Assignment ::
Each of the records below must be reproduced exactly.

Saved data entries ::
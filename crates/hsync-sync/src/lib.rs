//! Sync orchestration for the unified health ledger: configuration, the
//! merge/dedup engine, ledger sinks and run reports.

use std::path::PathBuf;
use std::sync::Arc;

use anyhow::{Context, Result};
use hsync_core::Source;
use hsync_storage::{FileCredentialStore, HttpFetcher};
use tracing::info;

pub mod config;
pub mod ledger;
pub mod merge;
pub mod orchestrator;
pub mod report;

pub use config::{LedgerTarget, SourceRegistry, SyncConfig};
pub use ledger::{LedgerSink, MemoryLedger, ParquetLedger, PostgresLedger};
pub use merge::{apply_plan, decide, plan_merge, LedgerOp, MergeCounts, MergeDecision, MergePlan, SinkWriteError, WriteMode};
pub use orchestrator::{parse_since, SinceError, SyncMode, SyncPipeline, SyncRequest};
pub use report::{Phase, RunOutcome, SourceOutcome, SourceReport, SyncReport};

pub const CRATE_NAME: &str = "hsync-sync";

pub async fn open_ledger(target: &LedgerTarget) -> Result<Arc<dyn LedgerSink>> {
    Ok(match target {
        LedgerTarget::Parquet(path) => Arc::new(ParquetLedger::new(path.clone())),
        LedgerTarget::Postgres(url) => Arc::new(PostgresLedger::connect(url).await?),
    })
}

/// Registry with environment overrides applied.
pub async fn load_registry(config: &SyncConfig) -> Result<SourceRegistry> {
    let mut registry = SourceRegistry::load(&config.registry_path).await?;
    registry.apply_env(&config.env);
    Ok(registry)
}

/// Pipeline wired from `HSYNC_*` configuration: file credential store,
/// shared HTTP client and the configured ledger.
pub async fn pipeline_from_config(config: &SyncConfig) -> Result<SyncPipeline> {
    let registry = load_registry(config).await?;
    let http = Arc::new(HttpFetcher::new(config.http_config(&registry)).context("building http client")?);
    let credentials = Arc::new(FileCredentialStore::with_env(config.state_dir.clone(), config.env.clone()));
    let sink = open_ledger(&config.ledger).await?;
    Ok(SyncPipeline::new(registry, credentials, http, sink)
        .with_tz(config.tz)
        .with_workers(config.workers))
}

/// Runs one sync and writes its report. The report directory is returned
/// alongside the report.
pub async fn run_sync_from_env(request: &SyncRequest) -> Result<(SyncReport, PathBuf)> {
    let config = SyncConfig::from_env()?;
    let pipeline = pipeline_from_config(&config).await?;
    let report = pipeline.run(request).await;
    let dir = report.write(&config.reports_dir).await?;
    info!(run_id = %report.run_id, dir = %dir.display(), "run report written");
    Ok((report, dir))
}

#[derive(Debug)]
pub struct ConnectivityCheck {
    pub ledger: Result<(), String>,
    pub sources: Vec<(Source, Result<(), String>)>,
}

impl ConnectivityCheck {
    pub fn all_ok(&self) -> bool {
        self.ledger.is_ok() && self.sources.iter().all(|(_, r)| r.is_ok())
    }
}

/// Probes the ledger (write round trip) and every selected source.
pub async fn verify_connectivity(pipeline: &SyncPipeline, sources: &[Source]) -> ConnectivityCheck {
    let ledger = pipeline
        .sink()
        .verify_write_access()
        .await
        .map_err(|err| format!("{err:#}"));
    let sources = pipeline
        .verify_sources(sources)
        .await
        .into_iter()
        .map(|(source, result)| (source, result.map_err(|err| err.to_string())))
        .collect();
    ConnectivityCheck { ledger, sources }
}

#[cfg(test)]
mod tests {
    use super::*;
    use std::collections::HashMap;

    #[tokio::test]
    async fn parquet_target_opens_without_touching_disk() {
        let dir = tempfile::tempdir().unwrap();
        let path = dir.path().join("ledger.parquet");
        let sink = open_ledger(&LedgerTarget::Parquet(path.clone())).await.unwrap();
        assert!(sink.describe().contains("ledger.parquet"));
        assert!(!path.exists());
    }

    #[tokio::test]
    async fn registry_picks_up_environment_overrides() {
        let dir = tempfile::tempdir().unwrap();
        let env = HashMap::from([
            ("HSYNC_ROOT".to_string(), dir.path().display().to_string()),
            ("OURA_BASE_URL".to_string(), "http://127.0.0.1:9".to_string()),
        ]);
        let config = SyncConfig::from_vars(env).unwrap();
        let registry = load_registry(&config).await.unwrap();
        assert_eq!(registry.settings(Source::Oura).base_url.as_deref(), Some("http://127.0.0.1:9"));
        assert_eq!(registry.enabled_sources().len(), 6);
    }

    #[tokio::test]
    async fn connectivity_reports_ledger_and_sources_separately() {
        let dir = tempfile::tempdir().unwrap();
        let env = HashMap::from([("HSYNC_ROOT".to_string(), dir.path().display().to_string())]);
        let config = SyncConfig::from_vars(env).unwrap();
        let pipeline = pipeline_from_config(&config).await.unwrap();

        let check = verify_connectivity(&pipeline, &[Source::Oura]).await;
        assert!(check.ledger.is_ok(), "{:?}", check.ledger);
        assert!(check.sources[0].1.as_ref().unwrap_err().contains("OURA_ACCESS_TOKEN"));
        assert!(!check.all_ok());
    }
}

Answer to the problem ::
filename crates/hsync-sync/src/lib.rs
//! Sync orchestration for the unified health ledger: configuration, the
//! merge/dedup engine, ledger sinks and run reports.

use std::path::PathBuf;
use std::sync::Arc;

use anyhow::{Context, Result};
use hsync_core::Source;
use hsync_storage::{FileCredentialStore, HttpFetcher};
use tracing::info;

pub mod config;
pub mod ledger;
pub mod merge;
pub mod orchestrator;
pub mod report;

pub use config::{LedgerTarget, SourceRegistry, SyncConfig};
pub use ledger::{LedgerSink, MemoryLedger, ParquetLedger, PostgresLedger};
pub use merge::{apply_plan, decide, plan_merge, LedgerOp, MergeCounts, MergeDecision, MergePlan, SinkWriteError, WriteMode};
pub use orchestrator::{parse_since, SinceError, SyncMode, SyncPipeline, SyncRequest};
pub use report::{Phase, RunOutcome, SourceOutcome, SourceReport, SyncReport};

pub const CRATE_NAME: &str = "hsync-sync";

pub async fn open_ledger(target: &LedgerTarget) -> Result<Arc<dyn LedgerSink>> {
    Ok(match target {
        LedgerTarget::Parquet(path) => Arc::new(ParquetLedger::new(path.clone())),
        LedgerTarget::Postgres(url) => Arc::new(PostgresLedger::connect(url).await?),
    })
}

/// Registry with environment overrides applied.
pub async fn load_registry(config: &SyncConfig) -> Result<SourceRegistry> {
    let mut registry = SourceRegistry::load(&config.registry_path).await?;
    registry.apply_env(&config.env);
    Ok(registry)
}

/// Pipeline wired from `HSYNC_*` configuration: file credential store,
/// shared HTTP client and the configured ledger.
pub async fn pipeline_from_config(config: &SyncConfig) -> Result<SyncPipeline> {
    let registry = load_registry(config).await?;
    let http = Arc::new(HttpFetcher::new(config.http_config(&registry)).context("building http client")?);
    let credentials = Arc::new(FileCredentialStore::with_env(config.state_dir.clone(), config.env.clone()));
    let sink = open_ledger(&config.ledger).await?;
    Ok(SyncPipeline::new(registry, credentials, http, sink)
        .with_tz(config.tz)
        .with_workers(config.workers))
}

/// Runs one sync and writes its report. The report directory is returned
/// alongside the report.
pub async fn run_sync_from_env(request: &SyncRequest) -> Result<(SyncReport, PathBuf)> {
    let config = SyncConfig::from_env()?;
    let pipeline = pipeline_from_config(&config).await?;
    let report = pipeline.run(request).await;
    let dir = report.write(&config.reports_dir).await?;
    info!(run_id = %report.run_id, dir = %dir.display(), "run report written");
    Ok((report, dir))
}

#[derive(Debug)]
pub struct ConnectivityCheck {
    pub ledger: Result<(), String>,
    pub sources: Vec<(Source, Result<(), String>)>,
}

impl ConnectivityCheck {
    pub fn all_ok(&self) -> bool {
        self.ledger.is_ok() && self.sources.iter().all(|(_, r)| r.is_ok())
    }
}

/// Probes the ledger (write round trip) and every selected source.
pub async fn verify_connectivity(pipeline: &SyncPipeline, sources: &[Source]) -> ConnectivityCheck {
    let ledger = pipeline
        .sink()
        .verify_write_access()
        .await
        .map_err(|err| format!("{err:#}"));
    let sources = pipeline
        .verify_sources(sources)
        .await
        .into_iter()
        .map(|(source, result)| (source, result.map_err(|err| err.to_string())))
        .collect();
    ConnectivityCheck { ledger, sources }
}

#[cfg(test)]
mod tests {
    use super::*;
    use std::collections::HashMap;

    #[tokio::test]
    async fn parquet_target_opens_without_touching_disk() {
        let dir = tempfile::tempdir().unwrap();
        let path = dir.path().join("ledger.parquet");
        let sink = open_ledger(&LedgerTarget::Parquet(path.clone())).await.unwrap();
        assert!(sink.describe().contains("ledger.parquet"));
        assert!(!path.exists());
    }

    #[tokio::test]
    async fn registry_picks_up_environment_overrides() {
        let dir = tempfile::tempdir().unwrap();
        let env = HashMap::from([
            ("HSYNC_ROOT".to_string(), dir.path().display().to_string()),
            ("OURA_BASE_URL".to_string(), "http://127.0.0.1:9".to_string()),
        ]);
        let config = SyncConfig::from_vars(env).unwrap();
        let registry = load_registry(&config).await.unwrap();
        assert_eq!(registry.settings(Source::Oura).base_url.as_deref(), Some("http://127.0.0.1:9"));
        assert_eq!(registry.enabled_sources().len(), 6);
    }

    #[tokio::test]
    async fn connectivity_reports_ledger_and_sources_separately() {
        let dir = tempfile::tempdir().unwrap();
        let env = HashMap::from([("HSYNC_ROOT".to_string(), dir.path().display().to_string())]);
        let config = SyncConfig::from_vars(env).unwrap();
        let pipeline = pipeline_from_config(&config).await.unwrap();

        let check = verify_connectivity(&pipeline, &[Source::Oura]).await;
        assert!(check.ledger.is_ok(), "{:?}", check.ledger);
        assert!(check.sources[0].1.as_ref().unwrap_err().contains("OURA_ACCESS_TOKEN"));
        assert!(!check.all_ok());
    }
}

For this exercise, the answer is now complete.